Children and AIDS: Second stocktaking report is a review of progress on how AIDS affects children and young people. Unite for Children, Unite against AIDS, which was launched in October 2005 by the Joint United Nations Programme on HIV/AIDS (UNAIDS), UNICEF and other partners, was a call to action around the impact of HIV and AIDS on children.
“Today’s children and young people have never known a world free of AIDS,” said UNICEF Executive Director Ann M. Veneman. “Thousands lose their lives to the disease every year, and millions have lost parents and caregivers. Children must be at the heart of the global AIDS agenda.”

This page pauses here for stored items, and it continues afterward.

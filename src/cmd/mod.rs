pub mod formations;
pub mod render;
pub mod search;
//! Health check endpoints

use axum::{extract::State, Json};
use chrono::{DateTime, Utc};
use serde::{Deserialize, Serialize};

use crate::state::{SharedCropState, SharedDiseaseState, Uptime};

#[derive(Debug, Serialize, Deserialize)]
pub struct HealthResponse {
    pub status: String,
    pub service: String,
    pub version: String,
    pub started_at: DateTime<Utc>,
    pub uptime_seconds: u64,
    pub models_loaded: usize,
}

impl HealthResponse {
    fn new(service: &str, uptime: &Uptime, models_loaded: usize) -> Self {
        Self {
            status: "ok".to_string(),
            service: service.to_string(),
            version: env!("CARGO_PKG_VERSION").to_string(),
            started_at: uptime.started_at,
            uptime_seconds: uptime.seconds(),
            models_loaded,
        }
    }
}

/// GET /health - crop recommendation service
pub async fn crop_health(State(state): State<SharedCropState>) -> Json<HealthResponse> {
    Json(HealthResponse::new(
        "crop_recommendation",
        &state.uptime,
        state.models_loaded(),
    ))
}

/// GET /health - sugarcane disease service
pub async fn disease_health(State(state): State<SharedDiseaseState>) -> Json<HealthResponse> {
    Json(HealthResponse::new(
        "sugarcane_disease",
        &state.uptime,
        state.models_loaded(),
    ))
}
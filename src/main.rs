//! Agricultural Inference CLI
//!
//! Runs the crop recommender and the sugarcane disease predictor locally,
//! without the HTTP services. Useful for checking exported artifacts.

use std::path::{Path, PathBuf};

use anyhow::{Context, Result};
use clap::{Parser, Subcommand};
use colored::Colorize;
use tracing::info;

use agri_inference::config::{
    demo_mode_from_env, DiseaseServiceConfig, CROP_MODEL_FILE, DISEASE_MODELS_DIR,
};
use agri_inference::crop::{CropRecommender, CropRequest, Recommendation};
use agri_inference::disease::heuristic::{classify_means, ChannelMeans};
use agri_inference::disease::{DiseasePredictor, PredictionSource};
use agri_inference::utils::format_millis;
use agri_inference::utils::logging::{init_logging, LogConfig};

/// Crop recommendation and sugarcane disease inference
#[derive(Parser, Debug)]
#[command(name = "agri-inference")]
#[command(version)]
#[command(about = "Crop recommendation and sugarcane disease inference", long_about = None)]
struct Cli {
    /// Enable verbose logging
    #[arg(short, long, default_value = "false")]
    verbose: bool,

    /// Log level override (trace, debug, info, warn, error)
    #[arg(long, env = "LOG_LEVEL")]
    log_level: Option<String>,

    /// Subcommand to execute
    #[command(subcommand)]
    command: Commands,
}

#[derive(Subcommand, Debug)]
enum Commands {
    /// Recommend a crop from field features
    Recommend {
        /// Path to the crop model artifact
        #[arg(short, long, env = "CROP_MODEL_PATH", default_value = CROP_MODEL_FILE)]
        model: PathBuf,

        /// Read the request from a JSON file instead of flags
        #[arg(long)]
        json: Option<PathBuf>,

        /// Previous crop (e.g. Wheat)
        #[arg(long)]
        previous_crop: Option<String>,

        /// Soil type (e.g. Loamy)
        #[arg(long)]
        soil_type: Option<String>,

        /// Moisture level
        #[arg(long)]
        moisture: Option<f64>,

        /// Nitrogen (N)
        #[arg(long)]
        nitrogen: Option<f64>,

        /// Phosphorus (P)
        #[arg(long)]
        phosphorus: Option<f64>,

        /// Potassium (K)
        #[arg(long)]
        potassium: Option<f64>,
    },

    /// Predict the disease class of a sugarcane leaf image
    Diagnose {
        /// Path to the input image
        #[arg(short, long)]
        image: PathBuf,

        /// Directory with the candidate model artifacts
        #[arg(long, env = "SUGARCANE_MODELS_DIR", default_value = DISEASE_MODELS_DIR)]
        models_dir: PathBuf,

        /// Random predictions when no model is available
        #[arg(long, default_value = "false")]
        demo: bool,
    },

    /// Show the color statistics and heuristic class of an image
    Heuristic {
        /// Path to the input image
        #[arg(short, long)]
        image: PathBuf,
    },
}

fn main() -> Result<()> {
    let cli = Cli::parse();

    let log_config =
        LogConfig::from_flags(cli.verbose, cli.log_level.as_deref(), LogConfig::default());

    let _ = init_logging(&log_config);

    match cli.command {
        Commands::Recommend {
            model,
            json,
            previous_crop,
            soil_type,
            moisture,
            nitrogen,
            phosphorus,
            potassium,
        } => {
            let request = match json {
                Some(path) => {
                    let body = std::fs::read(&path)
                        .with_context(|| format!("Failed to read {:?}", path))?;
                    CropRequest::from_json(&body)?
                }
                None => CropRequest {
                    previous_crop,
                    soil_type,
                    moisture_level: moisture,
                    nitrogen,
                    phosphorus,
                    potassium,
                },
            };
            cmd_recommend(&model, &request)?;
        }

        Commands::Diagnose {
            image,
            models_dir,
            demo,
        } => {
            let config = DiseaseServiceConfig {
                models_dir,
                demo_mode: demo || demo_mode_from_env(),
                ..Default::default()
            };
            cmd_diagnose(&image, &config)?;
        }

        Commands::Heuristic { image } => {
            cmd_heuristic(&image)?;
        }
    }

    Ok(())
}

fn cmd_recommend(model: &Path, request: &CropRequest) -> Result<()> {
    info!("Loading crop model from {:?}", model);
    let recommender = CropRecommender::load(model);

    let start = std::time::Instant::now();
    let recommendation = recommender.recommend(request)?;
    let elapsed = start.elapsed();

    match recommendation {
        Recommendation::Crop(name) => {
            println!("{} {}", "Recommended Crop:".green().bold(), name);
        }
        Recommendation::NoPrediction { class_index } => {
            println!(
                "{} {} (model returned class {})",
                "Recommended Crop:".yellow().bold(),
                recommendation.label(),
                class_index
            );
        }
    }
    println!("Inference time: {}", format_millis(elapsed));

    Ok(())
}

fn cmd_diagnose(image: &Path, config: &DiseaseServiceConfig) -> Result<()> {
    let predictor = DiseasePredictor::load(config);

    if predictor.models_loaded() == 0 {
        let fallback = if predictor.demo_mode() { "demo mode" } else { "color heuristic" };
        println!(
            "{} no disease models found in {:?}, using {}",
            "Note:".yellow(),
            config.models_dir,
            fallback
        );
    }

    let start = std::time::Instant::now();
    let prediction = predictor.predict_path(image)?;
    let elapsed = start.elapsed();

    println!(
        "{} {} (class {})",
        "Prediction:".green().bold(),
        prediction.label.unwrap_or("Unknown"),
        prediction.class_index
    );
    println!("Source: {}", prediction.source);

    if prediction.source == PredictionSource::Ensemble {
        println!("Models: {}", predictor.ensemble().member_names().join(", "));
    }
    if let Some(probabilities) = &prediction.probabilities {
        println!("\nAveraged probabilities:");
        for (i, p) in probabilities.iter().enumerate() {
            let name = agri_inference::disease::class_name(i).unwrap_or("Unknown");
            println!("  {}. {:<8} {:.2}%", i, name, p * 100.0);
        }
    }
    println!("Inference time: {}", format_millis(elapsed));

    Ok(())
}

fn cmd_heuristic(path: &Path) -> Result<()> {
    let decoded = match image::open(path) {
        Ok(decoded) => decoded,
        Err(e) => {
            println!(
                "{} could not read {:?} ({}); heuristic answers Healthy (class 0)",
                "Warning:".yellow(),
                path,
                e
            );
            return Ok(());
        }
    };

    let means = ChannelMeans::of_image(&decoded);
    let class = classify_means(&means);

    println!("Channel means:");
    println!("  {} {:.1}", "R".red(), means.red);
    println!("  {} {:.1}", "G".green(), means.green);
    println!("  {} {:.1}", "B".blue(), means.blue);
    println!("Brightness: {:.1}", means.brightness());
    println!(
        "{} {} (class {})",
        "Heuristic:".green().bold(),
        class,
        class.index()
    );

    Ok(())
}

According to the report, in 2007, an estimated 290,000 children under 15 died from AIDS, and 12.1 million children in sub-Saharan Africa lost one or both parents to AIDS.
However by the end of 2006, 21 countries – including Benin, Botswana, Brazil, Namibia, Rwanda, South Africa and Thailand – were on track to meet the Unite for Children: Unite Against AIDS target of 80 per cent coverage for PMTCT by 2010, up from only 11 countries in 2005.
In addition, the number of HIV-positive children in low- and middle-income countries receiving antiretroviral treatment increased by 70 per cent from 2005 to 2006.
"Important gains have been made in addressing treatment needs for children and in preventing mother-to-child transmission of HIV," said UNAIDS Executive Director Dr. Peter Piot. "However much more needs to be done to prevent HIV amongst young people and adolescents if we are to make a major change in the direction of the epidemic."
Indicators show progress on the protection and care for children affected by AIDS in many countries and on access for these children to social services. Progress has also been made in school enrolment rates for children who have lost both parents to the disease, although AIDS-affected children are still more likely than other children to fall behind in school and to live in poorer households.
Since 2000-2001, in 11 of 15 countries for which sufficient data are available, HIV prevalence among pregnant women aged 15-24 attending antenatal clinics has declined.
The proportion of HIV-positive pregnant women receiving antiretrovirals to reduce the risk of transmitting the virus to their infants increased by 60 per cent from 2005 to 2006, but even with this increase, it is estimated that only 23 per cent of HIV-positive pregnant women are receiving antiretrovirals.
"We are making progress but still face many challenges," says Dr. Kevin DeCock, Director of the World Health Organization's HIV Division. "Critically, we must provide antiretroviral treatment for women who require it for their own health, which will save their lives but also assure a future for their children. To achieve all this, health systems and their most precious component, the health care workforce, must be strengthened."
Most of the 2.1 million children under 15 living with HIV in 2007 were infected before their birth, during delivery or while breastfeeding. And young people aged 15-24 still account for about 40 per cent of the new HIV infections among all people over 15 in 2007.
While the news is mixed, the report argues that achieving an AIDS-free generation is possible. Although funding gaps persist, governments and donors alike are allocating more resources to prevention, treatment and protection efforts. In 2007, some $10 billion were available to combat AIDS, up from $6.1 billion in 2004.
The priority is now to implement new initiatives and scale up those that have already been tested and proven effective.
The report calls for action to:
• Strengthen communities and families whose role is crucial to every aspect of a child-centered approach to AIDS
• Reinforce health, education and social welfare systems which are key to effective interventions to support children affected by HIV and AIDS
• Integrate services for the prevention of mother-to-child transmission in maternal, newborn and child health-care programmes
• Consolidate data and measurement in order to document advances and shortfalls and strengthen commitment.